### [WHAT TO DO]
Which lines of the entries contain the word "utilities"? Please list them.

------ RECORDS TO USE ------

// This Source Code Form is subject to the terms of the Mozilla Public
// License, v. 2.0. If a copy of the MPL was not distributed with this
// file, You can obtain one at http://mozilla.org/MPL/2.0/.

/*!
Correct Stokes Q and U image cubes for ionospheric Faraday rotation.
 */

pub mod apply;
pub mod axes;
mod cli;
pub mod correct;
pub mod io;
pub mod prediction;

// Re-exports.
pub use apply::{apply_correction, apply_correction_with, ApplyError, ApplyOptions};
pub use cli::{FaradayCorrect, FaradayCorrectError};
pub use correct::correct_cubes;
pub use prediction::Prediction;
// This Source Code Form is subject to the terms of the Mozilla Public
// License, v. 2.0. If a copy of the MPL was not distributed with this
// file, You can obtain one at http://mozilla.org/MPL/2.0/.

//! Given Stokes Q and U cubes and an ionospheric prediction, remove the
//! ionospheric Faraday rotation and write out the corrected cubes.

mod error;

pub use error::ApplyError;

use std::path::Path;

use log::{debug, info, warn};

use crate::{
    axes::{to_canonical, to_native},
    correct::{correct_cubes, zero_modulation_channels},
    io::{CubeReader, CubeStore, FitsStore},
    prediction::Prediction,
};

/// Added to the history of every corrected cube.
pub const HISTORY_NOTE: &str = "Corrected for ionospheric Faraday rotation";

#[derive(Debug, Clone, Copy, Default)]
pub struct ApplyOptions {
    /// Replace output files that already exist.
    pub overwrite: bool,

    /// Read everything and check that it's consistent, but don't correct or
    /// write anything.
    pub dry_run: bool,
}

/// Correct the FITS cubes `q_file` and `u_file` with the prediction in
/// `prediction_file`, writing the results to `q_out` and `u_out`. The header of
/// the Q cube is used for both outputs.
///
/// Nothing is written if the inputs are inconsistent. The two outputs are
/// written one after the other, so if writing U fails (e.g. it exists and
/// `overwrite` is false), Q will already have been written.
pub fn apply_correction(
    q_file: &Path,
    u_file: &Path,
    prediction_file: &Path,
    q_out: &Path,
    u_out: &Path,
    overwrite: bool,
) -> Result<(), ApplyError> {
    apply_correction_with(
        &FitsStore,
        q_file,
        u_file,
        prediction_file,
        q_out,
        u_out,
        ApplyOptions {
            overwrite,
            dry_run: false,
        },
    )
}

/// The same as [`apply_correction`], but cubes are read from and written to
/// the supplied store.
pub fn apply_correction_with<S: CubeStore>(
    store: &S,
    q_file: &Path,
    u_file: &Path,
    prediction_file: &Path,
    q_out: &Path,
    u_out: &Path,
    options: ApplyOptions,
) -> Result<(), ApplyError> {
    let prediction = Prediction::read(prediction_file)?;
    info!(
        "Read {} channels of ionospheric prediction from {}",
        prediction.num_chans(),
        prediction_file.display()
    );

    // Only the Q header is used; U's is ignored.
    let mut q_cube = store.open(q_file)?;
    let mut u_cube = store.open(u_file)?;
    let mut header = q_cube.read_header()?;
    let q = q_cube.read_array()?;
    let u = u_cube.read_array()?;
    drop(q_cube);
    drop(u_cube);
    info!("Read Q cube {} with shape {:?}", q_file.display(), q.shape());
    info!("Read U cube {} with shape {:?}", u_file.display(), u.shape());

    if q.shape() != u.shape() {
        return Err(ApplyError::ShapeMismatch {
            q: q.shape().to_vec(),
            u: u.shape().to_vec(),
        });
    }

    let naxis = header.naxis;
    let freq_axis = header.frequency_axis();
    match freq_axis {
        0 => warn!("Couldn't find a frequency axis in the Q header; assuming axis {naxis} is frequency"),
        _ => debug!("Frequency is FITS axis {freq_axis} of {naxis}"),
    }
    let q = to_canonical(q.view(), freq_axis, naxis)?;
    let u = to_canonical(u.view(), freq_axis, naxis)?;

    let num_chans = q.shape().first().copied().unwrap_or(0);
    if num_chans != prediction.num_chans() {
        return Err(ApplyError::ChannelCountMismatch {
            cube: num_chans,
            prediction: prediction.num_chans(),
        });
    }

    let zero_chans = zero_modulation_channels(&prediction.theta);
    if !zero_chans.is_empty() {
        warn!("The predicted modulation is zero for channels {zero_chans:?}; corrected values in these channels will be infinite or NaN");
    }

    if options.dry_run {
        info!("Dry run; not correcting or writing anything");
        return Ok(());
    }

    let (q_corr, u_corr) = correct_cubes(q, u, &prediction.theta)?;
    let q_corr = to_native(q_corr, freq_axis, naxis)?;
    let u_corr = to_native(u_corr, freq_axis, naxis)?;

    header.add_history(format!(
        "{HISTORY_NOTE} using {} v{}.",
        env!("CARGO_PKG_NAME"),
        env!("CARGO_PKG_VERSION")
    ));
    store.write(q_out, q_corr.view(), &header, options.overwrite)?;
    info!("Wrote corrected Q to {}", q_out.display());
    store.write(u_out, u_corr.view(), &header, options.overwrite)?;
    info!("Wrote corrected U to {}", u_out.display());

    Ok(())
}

------
------ RECORDS TO USE ------

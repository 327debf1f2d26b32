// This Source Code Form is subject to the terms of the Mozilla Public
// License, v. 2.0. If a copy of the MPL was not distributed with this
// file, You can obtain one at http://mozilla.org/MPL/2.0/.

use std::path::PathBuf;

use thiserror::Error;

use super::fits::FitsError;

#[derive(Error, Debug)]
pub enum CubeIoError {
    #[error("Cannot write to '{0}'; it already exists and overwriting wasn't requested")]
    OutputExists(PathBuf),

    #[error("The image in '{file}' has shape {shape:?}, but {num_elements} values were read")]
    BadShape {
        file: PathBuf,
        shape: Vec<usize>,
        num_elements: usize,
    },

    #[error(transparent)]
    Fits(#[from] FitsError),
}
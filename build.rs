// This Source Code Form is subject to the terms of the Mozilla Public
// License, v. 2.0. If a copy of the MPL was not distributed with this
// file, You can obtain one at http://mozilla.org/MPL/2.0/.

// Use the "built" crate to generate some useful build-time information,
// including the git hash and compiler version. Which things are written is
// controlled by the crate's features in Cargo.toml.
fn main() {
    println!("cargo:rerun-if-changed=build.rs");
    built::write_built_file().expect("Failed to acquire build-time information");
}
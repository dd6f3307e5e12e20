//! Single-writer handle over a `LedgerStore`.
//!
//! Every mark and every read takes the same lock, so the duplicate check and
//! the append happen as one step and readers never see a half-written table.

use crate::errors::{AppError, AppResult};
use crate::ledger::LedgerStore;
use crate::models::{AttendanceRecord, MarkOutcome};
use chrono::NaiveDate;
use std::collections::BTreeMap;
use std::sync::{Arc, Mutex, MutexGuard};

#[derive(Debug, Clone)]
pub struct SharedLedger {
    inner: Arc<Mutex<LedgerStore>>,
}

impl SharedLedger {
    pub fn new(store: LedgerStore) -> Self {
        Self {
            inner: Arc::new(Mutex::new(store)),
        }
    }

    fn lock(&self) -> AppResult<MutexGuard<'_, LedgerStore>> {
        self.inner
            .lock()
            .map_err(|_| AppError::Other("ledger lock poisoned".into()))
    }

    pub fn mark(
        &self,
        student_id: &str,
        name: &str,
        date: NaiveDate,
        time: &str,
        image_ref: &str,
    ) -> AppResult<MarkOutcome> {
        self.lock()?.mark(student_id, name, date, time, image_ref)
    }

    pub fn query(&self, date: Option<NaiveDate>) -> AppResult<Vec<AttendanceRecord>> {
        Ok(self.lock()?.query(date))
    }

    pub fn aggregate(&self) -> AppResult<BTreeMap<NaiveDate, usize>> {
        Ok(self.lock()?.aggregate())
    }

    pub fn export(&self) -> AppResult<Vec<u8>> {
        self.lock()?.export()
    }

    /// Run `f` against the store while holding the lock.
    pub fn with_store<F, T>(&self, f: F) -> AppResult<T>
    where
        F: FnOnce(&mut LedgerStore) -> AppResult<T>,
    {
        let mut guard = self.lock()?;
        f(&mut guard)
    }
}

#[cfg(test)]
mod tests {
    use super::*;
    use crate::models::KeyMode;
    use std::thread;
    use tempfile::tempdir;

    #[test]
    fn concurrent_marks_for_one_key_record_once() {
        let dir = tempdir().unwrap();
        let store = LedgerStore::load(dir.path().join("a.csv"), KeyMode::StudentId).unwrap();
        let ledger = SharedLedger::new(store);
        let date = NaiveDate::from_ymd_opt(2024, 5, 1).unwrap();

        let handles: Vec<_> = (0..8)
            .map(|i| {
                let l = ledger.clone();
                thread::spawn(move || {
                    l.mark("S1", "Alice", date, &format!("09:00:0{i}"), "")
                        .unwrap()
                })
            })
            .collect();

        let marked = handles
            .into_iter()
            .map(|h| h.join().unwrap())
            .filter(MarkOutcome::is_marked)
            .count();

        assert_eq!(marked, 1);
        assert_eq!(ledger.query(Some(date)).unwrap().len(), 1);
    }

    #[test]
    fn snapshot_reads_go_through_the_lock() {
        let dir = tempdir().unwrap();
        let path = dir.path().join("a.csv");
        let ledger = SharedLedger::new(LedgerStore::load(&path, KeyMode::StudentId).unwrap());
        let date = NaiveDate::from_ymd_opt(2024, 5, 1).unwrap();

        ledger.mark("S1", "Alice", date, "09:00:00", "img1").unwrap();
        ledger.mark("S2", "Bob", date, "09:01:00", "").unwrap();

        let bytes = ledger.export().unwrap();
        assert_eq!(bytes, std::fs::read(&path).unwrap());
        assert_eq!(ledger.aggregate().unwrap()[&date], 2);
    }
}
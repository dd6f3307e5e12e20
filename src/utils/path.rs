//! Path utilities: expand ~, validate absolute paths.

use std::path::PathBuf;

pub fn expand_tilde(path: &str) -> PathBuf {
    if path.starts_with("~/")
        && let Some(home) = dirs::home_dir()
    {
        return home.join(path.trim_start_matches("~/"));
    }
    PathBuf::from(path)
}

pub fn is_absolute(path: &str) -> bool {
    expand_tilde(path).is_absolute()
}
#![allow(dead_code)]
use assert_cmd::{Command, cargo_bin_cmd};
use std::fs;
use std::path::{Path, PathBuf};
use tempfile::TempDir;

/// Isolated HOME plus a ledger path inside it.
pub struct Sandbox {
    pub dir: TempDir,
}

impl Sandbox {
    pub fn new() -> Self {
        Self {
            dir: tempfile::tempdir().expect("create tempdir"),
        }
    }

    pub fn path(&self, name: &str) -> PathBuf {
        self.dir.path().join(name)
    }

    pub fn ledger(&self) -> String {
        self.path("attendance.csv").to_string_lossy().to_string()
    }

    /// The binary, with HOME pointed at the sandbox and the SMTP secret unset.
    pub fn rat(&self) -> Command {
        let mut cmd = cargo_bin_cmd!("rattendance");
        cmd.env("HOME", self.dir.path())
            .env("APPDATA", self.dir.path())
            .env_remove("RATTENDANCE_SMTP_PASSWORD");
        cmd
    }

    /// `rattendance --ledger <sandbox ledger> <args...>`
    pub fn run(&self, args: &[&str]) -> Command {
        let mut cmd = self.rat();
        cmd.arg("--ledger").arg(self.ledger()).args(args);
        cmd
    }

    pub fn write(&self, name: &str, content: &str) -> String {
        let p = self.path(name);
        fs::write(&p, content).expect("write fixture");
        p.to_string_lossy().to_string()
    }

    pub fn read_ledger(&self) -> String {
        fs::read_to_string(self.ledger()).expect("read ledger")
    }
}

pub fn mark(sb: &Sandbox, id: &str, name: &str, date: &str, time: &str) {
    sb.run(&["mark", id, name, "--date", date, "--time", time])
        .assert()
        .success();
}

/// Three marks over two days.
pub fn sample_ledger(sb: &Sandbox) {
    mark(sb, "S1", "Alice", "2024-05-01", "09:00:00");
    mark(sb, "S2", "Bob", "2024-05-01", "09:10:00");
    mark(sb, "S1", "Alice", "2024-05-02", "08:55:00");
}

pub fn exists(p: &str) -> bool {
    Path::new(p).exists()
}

------
------ RECORDS TO USE ------

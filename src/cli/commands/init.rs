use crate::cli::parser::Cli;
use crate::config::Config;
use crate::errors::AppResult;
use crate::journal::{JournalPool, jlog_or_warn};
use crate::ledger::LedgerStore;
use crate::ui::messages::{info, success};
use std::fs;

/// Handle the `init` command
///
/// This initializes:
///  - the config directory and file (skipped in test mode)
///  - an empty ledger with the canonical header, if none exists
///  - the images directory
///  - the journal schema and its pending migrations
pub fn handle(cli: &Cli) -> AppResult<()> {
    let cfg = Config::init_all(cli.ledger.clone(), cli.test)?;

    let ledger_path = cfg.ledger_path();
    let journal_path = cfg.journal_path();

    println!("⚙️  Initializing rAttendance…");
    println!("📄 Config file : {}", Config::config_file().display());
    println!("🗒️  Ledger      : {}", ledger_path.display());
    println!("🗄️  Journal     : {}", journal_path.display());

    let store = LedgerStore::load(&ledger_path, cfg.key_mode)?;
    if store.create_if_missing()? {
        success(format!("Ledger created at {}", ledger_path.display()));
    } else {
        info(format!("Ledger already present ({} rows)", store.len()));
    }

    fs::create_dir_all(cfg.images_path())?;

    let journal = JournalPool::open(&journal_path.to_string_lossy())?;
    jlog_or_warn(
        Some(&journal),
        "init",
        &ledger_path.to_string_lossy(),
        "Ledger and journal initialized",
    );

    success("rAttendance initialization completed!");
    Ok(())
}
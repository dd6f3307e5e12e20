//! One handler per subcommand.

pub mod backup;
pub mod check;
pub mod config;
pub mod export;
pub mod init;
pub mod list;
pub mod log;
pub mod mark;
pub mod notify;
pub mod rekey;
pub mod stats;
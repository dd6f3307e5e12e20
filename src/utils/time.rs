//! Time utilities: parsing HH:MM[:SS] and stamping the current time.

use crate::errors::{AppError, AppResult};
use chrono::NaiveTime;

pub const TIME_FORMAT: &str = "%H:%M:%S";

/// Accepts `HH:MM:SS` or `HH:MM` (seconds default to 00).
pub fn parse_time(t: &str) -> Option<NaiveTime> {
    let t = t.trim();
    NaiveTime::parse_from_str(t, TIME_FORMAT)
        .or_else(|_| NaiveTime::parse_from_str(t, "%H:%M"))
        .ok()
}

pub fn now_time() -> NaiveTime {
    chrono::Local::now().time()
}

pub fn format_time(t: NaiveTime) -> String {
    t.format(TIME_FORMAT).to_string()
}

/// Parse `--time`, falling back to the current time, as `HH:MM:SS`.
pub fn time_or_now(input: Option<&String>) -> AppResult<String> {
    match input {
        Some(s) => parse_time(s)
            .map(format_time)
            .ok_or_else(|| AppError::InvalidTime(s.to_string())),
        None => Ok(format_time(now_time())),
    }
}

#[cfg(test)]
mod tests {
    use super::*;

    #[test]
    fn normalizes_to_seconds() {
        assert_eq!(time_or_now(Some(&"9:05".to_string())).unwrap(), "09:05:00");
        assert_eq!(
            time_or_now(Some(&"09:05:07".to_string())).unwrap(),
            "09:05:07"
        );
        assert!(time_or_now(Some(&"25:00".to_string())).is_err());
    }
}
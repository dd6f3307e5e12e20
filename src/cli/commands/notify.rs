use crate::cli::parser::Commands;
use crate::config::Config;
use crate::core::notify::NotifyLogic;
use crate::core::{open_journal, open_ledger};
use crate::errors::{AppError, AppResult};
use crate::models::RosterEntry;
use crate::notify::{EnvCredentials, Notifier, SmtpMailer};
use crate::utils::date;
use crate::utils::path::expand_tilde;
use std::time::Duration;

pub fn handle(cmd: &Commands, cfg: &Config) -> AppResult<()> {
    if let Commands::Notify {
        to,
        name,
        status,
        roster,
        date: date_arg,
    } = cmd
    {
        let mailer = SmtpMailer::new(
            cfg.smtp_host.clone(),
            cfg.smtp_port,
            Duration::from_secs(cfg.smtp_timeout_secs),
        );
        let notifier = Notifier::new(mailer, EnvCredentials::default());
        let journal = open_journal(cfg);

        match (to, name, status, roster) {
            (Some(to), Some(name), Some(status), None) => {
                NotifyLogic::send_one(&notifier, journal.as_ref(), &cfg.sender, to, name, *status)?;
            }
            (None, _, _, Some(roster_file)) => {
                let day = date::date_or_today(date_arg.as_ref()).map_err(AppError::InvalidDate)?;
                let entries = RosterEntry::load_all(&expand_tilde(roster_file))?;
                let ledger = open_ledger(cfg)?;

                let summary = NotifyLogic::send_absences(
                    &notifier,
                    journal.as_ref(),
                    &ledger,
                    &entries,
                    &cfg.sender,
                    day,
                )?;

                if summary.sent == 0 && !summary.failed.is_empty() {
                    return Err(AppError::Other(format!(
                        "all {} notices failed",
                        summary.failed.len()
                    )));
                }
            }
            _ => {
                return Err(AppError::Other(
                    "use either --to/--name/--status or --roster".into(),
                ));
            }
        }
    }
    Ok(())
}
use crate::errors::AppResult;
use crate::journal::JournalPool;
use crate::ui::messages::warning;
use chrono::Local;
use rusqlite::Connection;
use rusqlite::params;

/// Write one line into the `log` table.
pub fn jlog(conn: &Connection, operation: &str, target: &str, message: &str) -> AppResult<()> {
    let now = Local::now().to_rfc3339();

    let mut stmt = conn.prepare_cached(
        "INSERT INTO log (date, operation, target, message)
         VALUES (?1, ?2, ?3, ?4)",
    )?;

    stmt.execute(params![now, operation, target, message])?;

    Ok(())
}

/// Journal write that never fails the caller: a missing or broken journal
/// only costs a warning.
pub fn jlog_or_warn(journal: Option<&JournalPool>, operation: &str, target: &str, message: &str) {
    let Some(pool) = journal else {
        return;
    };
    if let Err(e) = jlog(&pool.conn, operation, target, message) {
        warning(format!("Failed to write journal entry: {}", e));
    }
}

------

### [WRITTEN REPLY]
//! Path utilities: expand ~, validate absolute paths.
//! Time utilities: parsing HH:MM[:SS] and stamping the current time.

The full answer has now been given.